> **EXERCISE**: Exactly as given, transcribe each entry that follows.

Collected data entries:
______________________________

use actix_web::{http::StatusCode, HttpResponse, ResponseError};
use thiserror::Error;

use cb_core::DomainError;
use cb_shared::types::RequestScope;

use super::envelope::{http_status, EnvelopeBuilder};

/// Handler-facing error type
///
/// Wraps a `DomainError` so handlers can return `Result<_, AppError>` and
/// use `?` on raisers. The response built here has no request scope; the
/// error envelope middleware replaces it with one rendered for the request.
#[derive(Error, Debug)]
#[error(transparent)]
pub struct AppError(#[from] pub DomainError);

impl AppError {
    pub fn into_inner(self) -> DomainError {
        self.0
    }
}

impl ResponseError for AppError {
    fn status_code(&self) -> StatusCode {
        http_status(&self.0)
    }

    fn error_response(&self) -> HttpResponse {
        let envelope = EnvelopeBuilder::degraded().build_error(&self.0, &RequestScope::default());
        HttpResponse::build(self.status_code()).json(envelope)
    }
}

/// Result type for request handlers
pub type ApiResult<T> = Result<T, AppError>;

______________________________

> **EXERCISE ANSWER**:
use actix_web::{http::StatusCode, HttpResponse, ResponseError};
use thiserror::Error;

use cb_core::DomainError;
use cb_shared::types::RequestScope;

use super::envelope::{http_status, EnvelopeBuilder};

/// Handler-facing error type
///
/// Wraps a `DomainError` so handlers can return `Result<_, AppError>` and
/// use `?` on raisers. The response built here has no request scope; the
/// error envelope middleware replaces it with one rendered for the request.
#[derive(Error, Debug)]
#[error(transparent)]
pub struct AppError(#[from] pub DomainError);

impl AppError {
    pub fn into_inner(self) -> DomainError {
        self.0
    }
}

impl ResponseError for AppError {
    fn status_code(&self) -> StatusCode {
        http_status(&self.0)
    }

    fn error_response(&self) -> HttpResponse {
        let envelope = EnvelopeBuilder::degraded().build_error(&self.0, &RequestScope::default());
        HttpResponse::build(self.status_code()).json(envelope)
    }
}

/// Result type for request handlers
pub type ApiResult<T> = Result<T, AppError>;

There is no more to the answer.